"""

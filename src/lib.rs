//! Client-side interactivity for the landing page: header scroll state,
//! mobile menu, smooth anchors, reveal animations, counters, FAQ
//! accordion, mock form submission, phone mask and hero parallax.
//!
//! Everything attaches to existing markup by id, class or data attribute.
//! Behaviors whose markup is missing are skipped.

use log::info;
use web_sys::js_sys::Reflect;
use wasm_bindgen::JsValue;

pub mod config;
pub mod controller;
pub mod dom;
pub mod error;
pub mod styles;
pub mod visibility;

pub mod behaviors {
    pub mod accordion;
    pub mod anchor;
    pub mod counter;
    pub mod form;
    pub mod header;
    pub mod menu;
    pub mod parallax;
    pub mod phone;
    pub mod reveal;
}

pub use config::Config;
pub use controller::{MountReport, PageController};
pub use error::{PageError, Result};

/// Boots the controller now, or on `DOMContentLoaded` if the document is
/// still loading.
pub fn start() -> Result<()> {
    let window = dom::window()?;
    let document = dom::document()?;

    let ready_state = Reflect::get(&document, &JsValue::from_str("readyState"))?
        .as_string()
        .unwrap_or_default();

    if ready_state == "loading" {
        info!("Document still loading, waiting for DOMContentLoaded");
        let target = document.clone();
        dom::listen_with(&target, "DOMContentLoaded", &dom::once(), move |_| {
            boot(window.clone(), document.clone());
        })?;
    } else {
        boot(window, document);
    }
    Ok(())
}

fn boot(window: web_sys::Window, document: web_sys::Document) {
    let config = Config::load(&document);
    PageController::new(window, document, config).mount();
}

"""

Aim of the task. Set the records down again in full, exactly as they read.

Problem solution.
filename src/lib.rs
//! Client-side interactivity for the landing page: header scroll state,
//! mobile menu, smooth anchors, reveal animations, counters, FAQ
//! accordion, mock form submission, phone mask and hero parallax.
//!
//! Everything attaches to existing markup by id, class or data attribute.
//! Behaviors whose markup is missing are skipped.

use log::info;
use web_sys::js_sys::Reflect;
use wasm_bindgen::JsValue;

pub mod config;
pub mod controller;
pub mod dom;
pub mod error;
pub mod styles;
pub mod visibility;

pub mod behaviors {
    pub mod accordion;
    pub mod anchor;
    pub mod counter;
    pub mod form;
    pub mod header;
    pub mod menu;
    pub mod parallax;
    pub mod phone;
    pub mod reveal;
}

pub use config::Config;
pub use controller::{MountReport, PageController};
pub use error::{PageError, Result};

/// Boots the controller now, or on `DOMContentLoaded` if the document is
/// still loading.
pub fn start() -> Result<()> {
    let window = dom::window()?;
    let document = dom::document()?;

    let ready_state = Reflect::get(&document, &JsValue::from_str("readyState"))?
        .as_string()
        .unwrap_or_default();

    if ready_state == "loading" {
        info!("Document still loading, waiting for DOMContentLoaded");
        let target = document.clone();
        dom::listen_with(&target, "DOMContentLoaded", &dom::once(), move |_| {
            boot(window.clone(), document.clone());
        })?;
    } else {
        boot(window, document);
    }
    Ok(())
}

fn boot(window: web_sys::Window, document: web_sys::Document) {
    let config = Config::load(&document);
    PageController::new(window, document, config).mount();
}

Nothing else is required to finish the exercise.